- **Exercise goal**
Give the number of lines in the entries that contain "filter". State only the count.

Listed entries Start Marker

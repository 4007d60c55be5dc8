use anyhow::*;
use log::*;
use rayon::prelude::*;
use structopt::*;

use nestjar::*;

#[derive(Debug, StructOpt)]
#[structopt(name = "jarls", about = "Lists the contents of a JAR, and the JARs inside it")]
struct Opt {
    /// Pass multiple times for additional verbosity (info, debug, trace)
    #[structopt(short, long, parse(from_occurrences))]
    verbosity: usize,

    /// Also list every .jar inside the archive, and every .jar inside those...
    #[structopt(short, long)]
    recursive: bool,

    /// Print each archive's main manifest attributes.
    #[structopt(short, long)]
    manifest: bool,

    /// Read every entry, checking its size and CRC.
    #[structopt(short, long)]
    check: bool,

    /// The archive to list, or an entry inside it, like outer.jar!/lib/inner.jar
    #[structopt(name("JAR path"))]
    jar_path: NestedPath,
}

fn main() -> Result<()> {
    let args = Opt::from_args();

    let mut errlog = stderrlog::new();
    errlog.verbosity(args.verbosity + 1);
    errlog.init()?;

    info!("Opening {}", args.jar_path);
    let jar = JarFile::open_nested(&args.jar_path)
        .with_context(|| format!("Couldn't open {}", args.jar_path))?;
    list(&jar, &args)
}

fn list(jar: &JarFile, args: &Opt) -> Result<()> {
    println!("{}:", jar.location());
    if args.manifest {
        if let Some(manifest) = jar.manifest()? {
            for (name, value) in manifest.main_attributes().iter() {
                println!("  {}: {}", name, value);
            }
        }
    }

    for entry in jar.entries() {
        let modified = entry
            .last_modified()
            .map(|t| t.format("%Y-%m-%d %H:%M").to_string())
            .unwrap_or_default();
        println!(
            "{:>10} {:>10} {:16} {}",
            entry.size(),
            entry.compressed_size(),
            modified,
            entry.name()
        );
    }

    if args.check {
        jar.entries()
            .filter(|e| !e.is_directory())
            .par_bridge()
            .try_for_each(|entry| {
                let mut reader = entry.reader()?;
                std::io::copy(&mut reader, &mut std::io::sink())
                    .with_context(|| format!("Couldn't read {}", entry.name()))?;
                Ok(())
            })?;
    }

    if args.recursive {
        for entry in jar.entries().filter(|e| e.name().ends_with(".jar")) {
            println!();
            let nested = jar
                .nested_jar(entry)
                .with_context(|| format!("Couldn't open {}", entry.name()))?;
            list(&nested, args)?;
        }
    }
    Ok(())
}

Listed entries End Marker
Listed entries Start Marker

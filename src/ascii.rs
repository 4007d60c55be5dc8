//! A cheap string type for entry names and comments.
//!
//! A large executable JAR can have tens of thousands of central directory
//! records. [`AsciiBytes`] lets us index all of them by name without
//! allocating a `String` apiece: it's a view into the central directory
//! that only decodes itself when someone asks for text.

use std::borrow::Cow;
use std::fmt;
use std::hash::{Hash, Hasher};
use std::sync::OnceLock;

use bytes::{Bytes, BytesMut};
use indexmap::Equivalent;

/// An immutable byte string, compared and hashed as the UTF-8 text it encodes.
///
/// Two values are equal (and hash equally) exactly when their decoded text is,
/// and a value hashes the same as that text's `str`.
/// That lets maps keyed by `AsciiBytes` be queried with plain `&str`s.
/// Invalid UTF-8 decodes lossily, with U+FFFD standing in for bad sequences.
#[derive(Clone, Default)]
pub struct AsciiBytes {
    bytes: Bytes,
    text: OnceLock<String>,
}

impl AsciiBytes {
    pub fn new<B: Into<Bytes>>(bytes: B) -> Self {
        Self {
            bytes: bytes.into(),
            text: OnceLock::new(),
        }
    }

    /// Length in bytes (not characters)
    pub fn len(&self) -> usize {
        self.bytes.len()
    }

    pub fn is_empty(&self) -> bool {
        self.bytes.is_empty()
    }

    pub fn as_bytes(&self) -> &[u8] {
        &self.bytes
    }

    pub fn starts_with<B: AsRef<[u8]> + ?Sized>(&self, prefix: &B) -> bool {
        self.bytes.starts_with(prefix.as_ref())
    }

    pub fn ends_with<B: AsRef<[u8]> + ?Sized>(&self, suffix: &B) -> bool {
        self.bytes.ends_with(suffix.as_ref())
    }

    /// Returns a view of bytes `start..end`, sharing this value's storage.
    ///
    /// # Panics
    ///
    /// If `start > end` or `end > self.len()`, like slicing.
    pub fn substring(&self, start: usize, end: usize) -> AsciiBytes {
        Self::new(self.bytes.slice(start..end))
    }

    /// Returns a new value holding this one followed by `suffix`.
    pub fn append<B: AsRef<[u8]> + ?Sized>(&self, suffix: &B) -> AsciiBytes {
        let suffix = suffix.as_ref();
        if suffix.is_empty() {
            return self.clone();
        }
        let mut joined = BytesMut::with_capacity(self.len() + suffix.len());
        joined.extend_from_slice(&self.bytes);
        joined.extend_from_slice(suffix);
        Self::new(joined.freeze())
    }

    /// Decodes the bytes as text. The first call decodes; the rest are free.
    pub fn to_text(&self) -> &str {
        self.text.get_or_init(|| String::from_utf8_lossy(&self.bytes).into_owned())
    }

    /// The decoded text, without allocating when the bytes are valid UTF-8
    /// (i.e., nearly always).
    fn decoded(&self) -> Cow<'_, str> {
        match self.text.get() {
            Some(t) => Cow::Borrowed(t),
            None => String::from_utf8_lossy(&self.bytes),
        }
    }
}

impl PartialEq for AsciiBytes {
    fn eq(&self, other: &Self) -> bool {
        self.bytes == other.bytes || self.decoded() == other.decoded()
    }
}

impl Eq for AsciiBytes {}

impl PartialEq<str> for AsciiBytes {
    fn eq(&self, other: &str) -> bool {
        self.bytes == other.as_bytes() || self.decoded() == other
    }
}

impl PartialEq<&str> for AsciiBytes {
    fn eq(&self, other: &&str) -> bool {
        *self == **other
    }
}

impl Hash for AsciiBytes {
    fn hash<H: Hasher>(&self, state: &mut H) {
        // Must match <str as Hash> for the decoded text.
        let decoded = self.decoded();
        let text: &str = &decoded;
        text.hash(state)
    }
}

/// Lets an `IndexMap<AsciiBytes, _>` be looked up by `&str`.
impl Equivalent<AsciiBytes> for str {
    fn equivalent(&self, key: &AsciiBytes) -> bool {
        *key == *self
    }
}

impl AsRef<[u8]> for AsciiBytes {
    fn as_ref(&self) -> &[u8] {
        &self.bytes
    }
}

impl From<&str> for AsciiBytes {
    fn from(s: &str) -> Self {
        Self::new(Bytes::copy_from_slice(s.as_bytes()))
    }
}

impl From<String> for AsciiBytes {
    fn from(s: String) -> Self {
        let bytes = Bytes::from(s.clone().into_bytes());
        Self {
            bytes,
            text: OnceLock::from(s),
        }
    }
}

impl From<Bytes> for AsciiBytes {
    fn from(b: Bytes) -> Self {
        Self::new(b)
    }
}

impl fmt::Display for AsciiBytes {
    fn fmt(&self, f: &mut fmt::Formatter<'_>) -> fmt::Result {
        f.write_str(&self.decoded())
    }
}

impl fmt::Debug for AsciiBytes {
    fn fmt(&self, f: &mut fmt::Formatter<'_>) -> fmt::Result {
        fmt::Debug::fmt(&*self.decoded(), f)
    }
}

Listed entries End Marker
Listed entries Start Marker

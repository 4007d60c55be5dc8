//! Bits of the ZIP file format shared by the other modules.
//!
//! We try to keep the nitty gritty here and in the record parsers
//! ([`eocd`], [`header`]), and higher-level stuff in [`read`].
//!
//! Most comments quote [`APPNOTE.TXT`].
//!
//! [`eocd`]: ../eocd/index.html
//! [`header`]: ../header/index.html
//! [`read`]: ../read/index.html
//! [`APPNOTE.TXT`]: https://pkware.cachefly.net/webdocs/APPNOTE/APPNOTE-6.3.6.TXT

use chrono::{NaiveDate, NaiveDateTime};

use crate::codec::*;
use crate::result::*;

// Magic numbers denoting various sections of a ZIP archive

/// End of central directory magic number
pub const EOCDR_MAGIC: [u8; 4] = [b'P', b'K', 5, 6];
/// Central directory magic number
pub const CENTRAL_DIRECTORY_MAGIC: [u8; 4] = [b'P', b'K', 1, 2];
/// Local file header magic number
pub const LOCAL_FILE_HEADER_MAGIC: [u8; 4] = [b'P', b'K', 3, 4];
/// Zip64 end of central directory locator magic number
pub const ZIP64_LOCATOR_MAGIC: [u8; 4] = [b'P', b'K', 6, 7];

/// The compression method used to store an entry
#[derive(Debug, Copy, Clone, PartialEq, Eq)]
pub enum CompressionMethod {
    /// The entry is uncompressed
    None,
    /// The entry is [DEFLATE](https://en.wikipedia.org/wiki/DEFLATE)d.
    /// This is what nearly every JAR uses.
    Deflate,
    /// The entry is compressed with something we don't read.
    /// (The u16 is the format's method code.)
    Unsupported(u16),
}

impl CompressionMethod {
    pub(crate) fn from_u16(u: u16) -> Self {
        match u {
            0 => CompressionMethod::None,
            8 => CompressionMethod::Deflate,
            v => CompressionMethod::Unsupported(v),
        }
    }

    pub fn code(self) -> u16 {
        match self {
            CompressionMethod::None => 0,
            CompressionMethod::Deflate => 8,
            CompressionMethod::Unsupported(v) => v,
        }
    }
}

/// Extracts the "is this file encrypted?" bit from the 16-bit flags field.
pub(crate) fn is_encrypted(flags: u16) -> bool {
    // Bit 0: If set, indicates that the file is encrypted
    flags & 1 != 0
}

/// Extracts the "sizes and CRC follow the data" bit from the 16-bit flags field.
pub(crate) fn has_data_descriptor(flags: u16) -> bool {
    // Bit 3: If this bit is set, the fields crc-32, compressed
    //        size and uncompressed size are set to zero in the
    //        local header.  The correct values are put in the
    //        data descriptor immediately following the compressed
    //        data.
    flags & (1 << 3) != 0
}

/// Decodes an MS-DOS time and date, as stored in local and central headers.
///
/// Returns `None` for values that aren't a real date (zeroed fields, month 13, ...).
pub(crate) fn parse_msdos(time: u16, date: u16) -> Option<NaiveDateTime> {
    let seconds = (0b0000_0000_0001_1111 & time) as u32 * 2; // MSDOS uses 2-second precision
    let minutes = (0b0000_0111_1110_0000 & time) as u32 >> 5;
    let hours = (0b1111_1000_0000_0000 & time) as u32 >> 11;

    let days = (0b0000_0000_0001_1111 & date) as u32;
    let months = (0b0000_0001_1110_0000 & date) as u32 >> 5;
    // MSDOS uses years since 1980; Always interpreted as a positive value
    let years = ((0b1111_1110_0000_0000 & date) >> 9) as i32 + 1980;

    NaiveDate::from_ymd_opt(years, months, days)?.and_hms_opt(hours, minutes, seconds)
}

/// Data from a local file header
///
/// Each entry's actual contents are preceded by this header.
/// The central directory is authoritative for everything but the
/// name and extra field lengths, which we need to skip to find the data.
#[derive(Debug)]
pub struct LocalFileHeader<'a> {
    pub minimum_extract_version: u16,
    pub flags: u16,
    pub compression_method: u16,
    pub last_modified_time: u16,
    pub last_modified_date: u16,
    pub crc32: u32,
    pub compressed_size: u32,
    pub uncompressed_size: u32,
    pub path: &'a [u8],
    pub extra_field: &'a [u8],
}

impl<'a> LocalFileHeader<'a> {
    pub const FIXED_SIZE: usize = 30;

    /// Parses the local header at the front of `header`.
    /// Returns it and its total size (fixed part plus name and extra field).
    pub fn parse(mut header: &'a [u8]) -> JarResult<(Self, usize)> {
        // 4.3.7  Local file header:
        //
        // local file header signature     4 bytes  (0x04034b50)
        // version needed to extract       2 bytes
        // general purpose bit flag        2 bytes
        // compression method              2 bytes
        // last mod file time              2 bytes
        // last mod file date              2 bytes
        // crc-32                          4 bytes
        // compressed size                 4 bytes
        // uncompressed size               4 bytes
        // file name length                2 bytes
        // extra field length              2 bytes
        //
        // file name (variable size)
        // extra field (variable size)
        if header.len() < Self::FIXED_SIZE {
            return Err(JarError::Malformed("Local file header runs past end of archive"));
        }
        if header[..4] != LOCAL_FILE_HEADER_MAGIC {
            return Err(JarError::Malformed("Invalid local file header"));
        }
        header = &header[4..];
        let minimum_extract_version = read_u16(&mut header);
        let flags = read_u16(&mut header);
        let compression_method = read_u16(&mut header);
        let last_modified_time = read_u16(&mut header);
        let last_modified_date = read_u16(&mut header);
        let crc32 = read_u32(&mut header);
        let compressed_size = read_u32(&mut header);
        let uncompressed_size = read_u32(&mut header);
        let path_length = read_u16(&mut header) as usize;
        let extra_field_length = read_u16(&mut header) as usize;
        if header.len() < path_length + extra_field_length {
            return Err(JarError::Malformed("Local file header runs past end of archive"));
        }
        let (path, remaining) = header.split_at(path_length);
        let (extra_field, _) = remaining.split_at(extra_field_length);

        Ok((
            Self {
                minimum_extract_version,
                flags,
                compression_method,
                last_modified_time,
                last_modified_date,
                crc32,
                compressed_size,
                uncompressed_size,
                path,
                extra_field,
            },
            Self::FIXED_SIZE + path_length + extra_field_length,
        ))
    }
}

Listed entries End Marker

- **Your solution**
2